For charcoal, pile the briquettes higher on one side than the other but make sure you still have about 3 inches of space between the briquettes and the grill grates.
Prepare the salmon:
In a small bowl, combine lime zest and juice from half of the lime, salt, olive oil, and chili pepper. Brush some oil on the skin side of the salmon. Then brush the lime mixture on the flesh side of the salmon. Make sure the zest is evenly distributed. Set it in the fridge while you prepare the salsa.
Make the salsa:
Peel the cucumber, then slice it in half lengthwise. You should have two, long half-moon shaped cucumbers. Use a spoon and drag it from one end of the cucumber to the other to remove the seeds. Place the cucumber flat side down, and cut into thin strips about the width of a pencil, then cross-cut them into small dice.
For the mango, peel and slice the halves off from the center seed, cut into thin strips, then cross-cut into small dice. Add the cucumber and mango to a medium bowl, then add the cilantro, red onion, juice from the remaining half lime, minced garlic clove, jalapeño pepper, and salt. Toss to combine.
Grill the salmon:
Use grilling tongs, dip a wad of folded paper towels in vegetable oil. Rub it on the grill grates, both the hot and cooler sides. Place the salmon on the hot side of the grill flesh side down, and skin side to the sky. Close the lid and cook the salmon for 1-3 minutes, depending on how thick your fillets are.

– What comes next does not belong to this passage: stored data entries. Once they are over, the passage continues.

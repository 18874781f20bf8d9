//! Entry point: owns the client connection and creates sessions.

use std::sync::Arc;
use std::time::Duration;

use crate::collection::{CollectionSettings, SaveStrategy};
use crate::config::ServerConfig;
use crate::context::Context;
use crate::driver::{Driver, SessionOptions, TransactionOptions};
use crate::errors::{DbError, Result};
use crate::session::Session;
use crate::telemetry::SlowQueryMonitor;

const LOC_TRANSACTION: &str = "docbridge::Server::with_transaction";

/// A database reachable through driver `D`.
///
/// Cloning is cheap; clones share the connection.
#[derive(Clone)]
pub struct Server<D: Driver> {
    driver: D,
    settings: CollectionSettings,
    transaction_options: TransactionOptions,
}

impl<D: Driver> Server<D> {
    pub fn new(driver: D) -> Self {
        Self { driver, settings: CollectionSettings::default(), transaction_options: TransactionOptions::default() }
    }

    /// Applies the slow-query threshold, save strategy and commit bound from `config`.
    pub fn with_config(driver: D, config: &ServerConfig) -> Self {
        Self::new(driver)
            .with_settings(config.collection_settings())
            .with_max_commit_time(config.max_commit_time())
    }

    #[must_use]
    pub fn with_settings(mut self, settings: CollectionSettings) -> Self {
        self.settings = settings;
        self
    }

    #[must_use]
    pub fn with_slow_query_threshold(mut self, threshold: Duration) -> Self {
        self.settings.monitor = SlowQueryMonitor::new(threshold);
        self
    }

    #[must_use]
    pub fn with_save_strategy(mut self, strategy: SaveStrategy) -> Self {
        self.settings.save_strategy = strategy;
        self
    }

    #[must_use]
    pub fn with_max_commit_time(mut self, max_commit_time: Option<Duration>) -> Self {
        self.transaction_options.max_commit_time = max_commit_time;
        self
    }

    /// The driver handle, for libraries that need to bypass this abstraction.
    #[must_use]
    pub const fn driver(&self) -> &D {
        &self.driver
    }

    #[must_use]
    pub const fn monitor(&self) -> &SlowQueryMonitor {
        &self.settings.monitor
    }

    /// Options used for transactional sessions: causally consistent, majority read and
    /// write concern, primary reads, bounded commit time.
    #[must_use]
    pub fn session_options(&self) -> SessionOptions {
        SessionOptions { causal_consistency: true, default_transaction_options: self.transaction_options.clone() }
    }

    /// A session bound to `ctx`. No I/O.
    pub fn new_session(&self, ctx: Context) -> Session<D> {
        Session::new(self.driver.clone(), ctx, self.settings.clone())
    }

    /// Runs `f` inside a transaction and commits if it succeeds.
    ///
    /// `f` receives a session whose collections all take part in the transaction. If `f`
    /// fails the transaction is aborted and its error is returned unchanged. The server
    /// session is ended on every path, panics included, and collections that escape `f`
    /// fail every later command. Transient failures are not retried here.
    ///
    /// # Errors
    /// `Internal` when the session or transaction cannot be started or the commit fails;
    /// otherwise whatever `f` returns.
    pub fn with_transaction<R, F>(&self, ctx: &Context, f: F) -> Result<R>
    where
        F: FnOnce(&Session<D>) -> Result<R>,
    {
        let options = self.session_options();
        let client_session = self
            .driver
            .start_session(&options)
            .map_err(|e| DbError::from_driver(LOC_TRANSACTION, "unable to start database session", e))?;
        let mut guard = TransactionGuard { driver: &self.driver, session: Arc::new(client_session), open: false };

        self.driver
            .start_transaction(&guard.session, &options.default_transaction_options)
            .map_err(|e| DbError::from_driver(LOC_TRANSACTION, "unable to start transaction", e))?;
        guard.open = true;

        let session =
            Session::transactional(self.driver.clone(), ctx.clone(), Arc::clone(&guard.session), self.settings.clone());
        let value = f(&session)?;
        drop(session);

        self.driver.commit_transaction(&guard.session).map_err(|e| {
            let transient = e.is_transient();
            DbError::from_driver(LOC_TRANSACTION, "unable to commit transaction", e)
                .with_detail(format!("transient: {transient}"))
        })?;
        guard.open = false;
        Ok(value)
    }
}

impl<D: Driver> std::fmt::Debug for Server<D> {
    fn fmt(&self, f: &mut std::fmt::Formatter<'_>) -> std::fmt::Result {
        f.debug_struct("Server")
            .field("database", &self.driver.database_name())
            .field("settings", &self.settings)
            .field("transaction_options", &self.transaction_options)
            .finish()
    }
}

/// Aborts a still-open transaction and ends the server session when dropped.
struct TransactionGuard<'a, D: Driver> {
    driver: &'a D,
    session: Arc<D::ClientSession>,
    open: bool,
}

impl<D: Driver> Drop for TransactionGuard<'_, D> {
    fn drop(&mut self) {
        if self.open {
            if let Err(e) = self.driver.abort_transaction(&self.session) {
                let err = DbError::from_driver(LOC_TRANSACTION, "unable to abort transaction", e);
                log::warn!("{}", err.diagnostic());
            }
        }
        self.driver.end_session(&self.session);
    }
}

#[cfg(feature = "mongodb")]
impl Server<crate::driver::mongo::MongoDriver> {
    /// Connects to the cluster named by `config`.
    ///
    /// # Errors
    /// `Internal` when the client cannot be created.
    pub fn connect(config: &ServerConfig) -> Result<Self> {
        let driver = crate::driver::mongo::MongoDriver::connect(&config.uri_with_options(), &config.database)
            .map_err(|e| {
                DbError::from_driver("docbridge::Server::connect", "unable to connect to mongodb server", e)
                    .with_detail(format!("database: {}", config.database))
            })?;
        Ok(Self::with_config(driver, config))
    }
}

Lift the lid, and, using tongs and spatula, carefully slide the spatula under the salmon while holding it with the tongs and place the salmon skin-side down on the cooler side of the grill. Grill for 2 to 5 minutes, depending on how thick your fillets are. Salmon should flake easily and be slightly opaque in the center.
Top with salsa and serve:
Transfer the salmon to the clean platter, give the pico a quick stir, and spoon some over each portion.